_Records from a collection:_
=== Begin Enclosure ===

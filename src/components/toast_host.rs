//! Renders the toast queue and schedules auto-dismissal.
//!
//! DESIGN
//! ======
//! Pages push into `ToastsState` and never touch timing; this host spawns a
//! dismiss timer per toast as it appears. SSR renders whatever is queued
//! without timers.

use leptos::prelude::*;

use crate::state::toasts::ToastsState;

/// How long a toast stays on screen.
#[cfg(feature = "hydrate")]
const TOAST_LIFETIME_SECS: u64 = 5;

/// Fixed-position stack of transient notifications.
#[component]
pub fn ToastHost() -> impl IntoView {
    let toasts = expect_context::<RwSignal<ToastsState>>();

    #[cfg(feature = "hydrate")]
    {
        let scheduled = RwSignal::new(0_u64);
        Effect::new(move || {
            for toast in toasts.get().toasts {
                if toast.id < scheduled.get_untracked() {
                    continue;
                }
                scheduled.set(toast.id + 1);
                let id = toast.id;
                leptos::task::spawn_local(async move {
                    gloo_timers::future::sleep(std::time::Duration::from_secs(
                        TOAST_LIFETIME_SECS,
                    ))
                    .await;
                    toasts.update(|t| t.dismiss(id));
                });
            }
        });
    }

    view! {
        <div class="toast-host">
            {move || {
                toasts
                    .get()
                    .toasts
                    .into_iter()
                    .map(|toast| {
                        let id = toast.id;
                        view! {
                            <div class="toast" class:toast--error=toast.is_error>
                                <span class="toast__title">{toast.title}</span>
                                <Show when={
                                    let detail = toast.detail.clone();
                                    move || !detail.is_empty()
                                }>
                                    <pre class="toast__detail">{toast.detail.clone()}</pre>
                                </Show>
                                <button
                                    class="toast__dismiss"
                                    on:click=move |_| toasts.update(|t| t.dismiss(id))
                                    aria-label="Dismiss"
                                >
                                    "✕"
                                </button>
                            </div>
                        }
                    })
                    .collect::<Vec<_>>()
            }}
        </div>
    }
}
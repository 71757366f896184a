use super::*;

// =============================================================
// authorize_url
// =============================================================

#[test]
fn authorize_url_targets_provider_domain() {
    let url = authorize_url("https://app.example.com");
    assert!(url.starts_with("https://"));
    assert!(url.contains("/authorize?"));
    assert!(url.contains("response_type=token"));
}

#[test]
fn authorize_url_escapes_redirect_uri() {
    let url = authorize_url("https://app.example.com/cb");
    assert!(url.contains("redirect_uri=https%3A%2F%2Fapp.example.com%2Fcb"));
}

#[test]
fn authorize_url_escapes_scope_spaces() {
    let url = authorize_url("https://app.example.com");
    assert!(url.contains("scope=openid%20profile%20email"));
}

// =============================================================
// parse_fragment_token
// =============================================================

#[test]
fn parse_fragment_token_reads_access_token() {
    let fragment = "#access_token=abc123&token_type=Bearer&expires_in=7200";
    assert_eq!(parse_fragment_token(fragment), Some("abc123".to_owned()));
}

#[test]
fn parse_fragment_token_accepts_missing_hash_prefix() {
    assert_eq!(
        parse_fragment_token("access_token=tok"),
        Some("tok".to_owned())
    );
}

#[test]
fn parse_fragment_token_token_not_first_param() {
    let fragment = "#token_type=Bearer&access_token=zzz";
    assert_eq!(parse_fragment_token(fragment), Some("zzz".to_owned()));
}

#[test]
fn parse_fragment_token_empty_value_is_none() {
    assert_eq!(parse_fragment_token("#access_token="), None);
}

#[test]
fn parse_fragment_token_absent_is_none() {
    assert_eq!(parse_fragment_token("#state=xyz&token_type=Bearer"), None);
    assert_eq!(parse_fragment_token(""), None);
}
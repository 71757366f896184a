//! Transient notification state.
//!
//! DESIGN
//! ======
//! Every outcome the user should see — success or raw backend error — lands
//! here as a toast. `ToastHost` renders the queue and schedules dismissal;
//! the queue logic itself is pure.

#[cfg(test)]
#[path = "toasts_test.rs"]
mod toasts_test;

/// A single transient notification.
#[derive(Clone, Debug, PartialEq, Eq)]
pub struct Toast {
    pub id: u64,
    pub title: String,
    /// Raw detail line, e.g. a backend error body. Empty means title-only.
    pub detail: String,
    pub is_error: bool,
}

/// Queue of visible toasts.
#[derive(Clone, Debug, Default)]
pub struct ToastsState {
    pub toasts: Vec<Toast>,
    next_id: u64,
}

impl ToastsState {
    /// Queue a success notification. Returns the toast id for dismissal.
    pub fn success(&mut self, title: &str) -> u64 {
        self.push(title, "", false)
    }

    /// Queue an error notification carrying the raw failure text.
    pub fn error(&mut self, title: &str, detail: &str) -> u64 {
        self.push(title, detail, true)
    }

    fn push(&mut self, title: &str, detail: &str, is_error: bool) -> u64 {
        let id = self.next_id;
        self.next_id += 1;
        self.toasts.push(Toast {
            id,
            title: title.to_owned(),
            detail: detail.to_owned(),
            is_error,
        });
        id
    }

    /// Remove a toast by id; unknown ids are ignored.
    pub fn dismiss(&mut self, id: u64) {
        self.toasts.retain(|t| t.id != id);
    }
}
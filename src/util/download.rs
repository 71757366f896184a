//! Browser file-download helper.
//!
//! Wraps the Blob + object-URL + synthetic anchor click dance used to hand a
//! generated file to the browser. Requires a browser environment; SSR paths
//! safely no-op.

/// Offer `contents` to the user as a downloadable file named `filename`.
pub fn download_text_file(filename: &str, mime: &str, contents: &str) {
    #[cfg(feature = "hydrate")]
    {
        use wasm_bindgen::JsCast as _;

        let Some(document) = web_sys::window().and_then(|w| w.document()) else {
            return;
        };

        let parts = js_sys::Array::new();
        parts.push(&wasm_bindgen::JsValue::from_str(contents));
        let options = web_sys::BlobPropertyBag::new();
        options.set_type(mime);
        let Ok(blob) = web_sys::Blob::new_with_str_sequence_and_options(&parts, &options) else {
            return;
        };
        let Ok(url) = web_sys::Url::create_object_url_with_blob(&blob) else {
            return;
        };

        if let Ok(element) = document.create_element("a") {
            if let Ok(anchor) = element.dyn_into::<web_sys::HtmlAnchorElement>() {
                anchor.set_href(&url);
                anchor.set_download(filename);
                anchor.click();
            }
        }
        let _ = web_sys::Url::revoke_object_url(&url);
    }
    #[cfg(not(feature = "hydrate"))]
    {
        let _ = (filename, mime, contents);
    }
}
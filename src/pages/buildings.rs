//! Buildings page: card list, floorplan drill-in, and building admin tools.

use leptos::prelude::*;

use crate::components::add_building_user::AddBuildingUser;
use crate::components::building_card::BuildingCard;
use crate::components::new_building::NewBuildingDialog;
use crate::components::room_overlay::RoomOverlay;
use crate::pages::room::RoomView;
use crate::state::auth::AuthState;
use crate::state::buildings::BuildingsState;
use crate::state::catalog::CatalogState;
use crate::state::toasts::ToastsState;

/// Building list with floorplan drill-in.
///
/// Three nested views share this route: the card list, an open building's
/// floorplan with clickable room overlays, and the selected room's stock.
#[component]
pub fn BuildingsPage() -> impl IntoView {
    let auth = expect_context::<RwSignal<AuthState>>();
    let buildings = expect_context::<RwSignal<BuildingsState>>();
    let catalog = expect_context::<RwSignal<CatalogState>>();
    let toasts = expect_context::<RwSignal<ToastsState>>();

    #[cfg(feature = "hydrate")]
    Effect::new(move || {
        if !auth.get().is_authenticated() {
            return;
        }
        if buildings.get_untracked().items.is_empty() {
            super::load_buildings(auth, buildings, toasts);
        }
        if catalog.get_untracked().items.is_empty() {
            super::load_catalog(auth, catalog, toasts);
        }
    });
    #[cfg(not(feature = "hydrate"))]
    let _ = (catalog, toasts);

    let on_created = Callback::new(move |()| {
        #[cfg(feature = "hydrate")]
        super::load_buildings(auth, buildings, toasts);
    });

    let open_building = move |id: i64| {
        buildings.update(|b| b.open_building_id = Some(id));
    };

    let back = move |_| buildings.update(BuildingsState::back_to_list);

    let list_view = move || {
        let state = buildings.get();
        if state.loading {
            return view! { <p>"Loading buildings..."</p> }.into_any();
        }
        view! {
            <div class="buildings-page__list">
                {state
                    .items
                    .into_iter()
                    .map(|b| {
                        view! {
                            <BuildingCard
                                id=b.id
                                name=b.name
                                image_url=b.building_img_url
                                on_open=Callback::new(open_building)
                            />
                        }
                    })
                    .collect::<Vec<_>>()}
            </div>
        }
        .into_any()
    };

    let floorplan_view = move |building_id: i64| {
        let state = buildings.get();
        let Some(building) = state.items.iter().find(|b| b.id == building_id).cloned()
        else {
            return view! { <p>"Building not found."</p> }.into_any();
        };
        let is_admin = auth
            .get()
            .user_id()
            .is_some_and(|user_id| state.is_admin(user_id));
        view! {
            <div class="buildings-page__open">
                <button class="btn btn--ghost" on:click=back>
                    "Back"
                </button>
                <h2>"Welcome to: " {building.name.clone()}</h2>
                <p>"Click on any room to go there and look at the stock there."</p>
                <div class="floorplan">
                    <img src=building.building_img_url alt="building map"/>
                    {building
                        .rooms
                        .iter()
                        .map(|room| {
                            let room = room.clone();
                            let picked = room.clone();
                            view! {
                                <RoomOverlay
                                    name=room.name
                                    left=room.left
                                    top=room.top
                                    width=room.width
                                    height=room.height
                                    on_click=Callback::new(move |()| {
                                        buildings.update(|b| b.select_room(picked.clone()));
                                    })
                                />
                            }
                        })
                        .collect::<Vec<_>>()}
                </div>
                <AddBuildingUser building_id=building.id admin=is_admin/>
            </div>
        }
        .into_any()
    };

    view! {
        <div class="buildings-page">
            <header class="buildings-page__header">
                <h1>"Buildings"</h1>
                <NewBuildingDialog on_created=on_created/>
            </header>
            {move || {
                let state = buildings.get();
                if state.selected_room.is_some() {
                    view! { <RoomView/> }.into_any()
                } else if let Some(id) = state.open_building_id {
                    floorplan_view(id)
                } else {
                    list_view()
                }
            }}
        </div>
    }
}
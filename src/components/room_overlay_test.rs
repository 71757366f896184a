use super::*;

// =============================================================
// overlay_style
// =============================================================

#[test]
fn overlay_style_uses_percentage_units() {
    let style = overlay_style(10.5, 20.0, 15.0, 12.5);
    assert!(style.contains("left: 10.5%"));
    assert!(style.contains("top: 20%"));
    assert!(style.contains("width: 15%"));
    assert!(style.contains("height: 12.5%"));
}

#[test]
fn overlay_style_is_absolute_and_unselectable() {
    let style = overlay_style(0.0, 0.0, 1.0, 1.0);
    assert!(style.contains("position: absolute"));
    assert!(style.contains("user-select: none"));
}
use super::*;

#[test]
fn empty_report_message_prompts_for_building_first() {
    assert_eq!(
        empty_report_message(false, ReportKind::BelowPar),
        "Please select a building to continue."
    );
    assert_eq!(
        empty_report_message(false, ReportKind::Expiry),
        "Please select a building to continue."
    );
}

#[test]
fn empty_report_message_names_the_report_once_a_building_is_picked() {
    assert_eq!(
        empty_report_message(true, ReportKind::BelowPar),
        "You have no items reaching par."
    );
    assert_eq!(
        empty_report_message(true, ReportKind::Expiry),
        "You have no expiring items."
    );
}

=== End Enclosure ===

_Exercise brief:_
Would you please copy all lines in the data that contain the word "RoomView"?

_Exercise response:_
use crate::pages::room::RoomView;
                    view! { <RoomView/> }.into_any()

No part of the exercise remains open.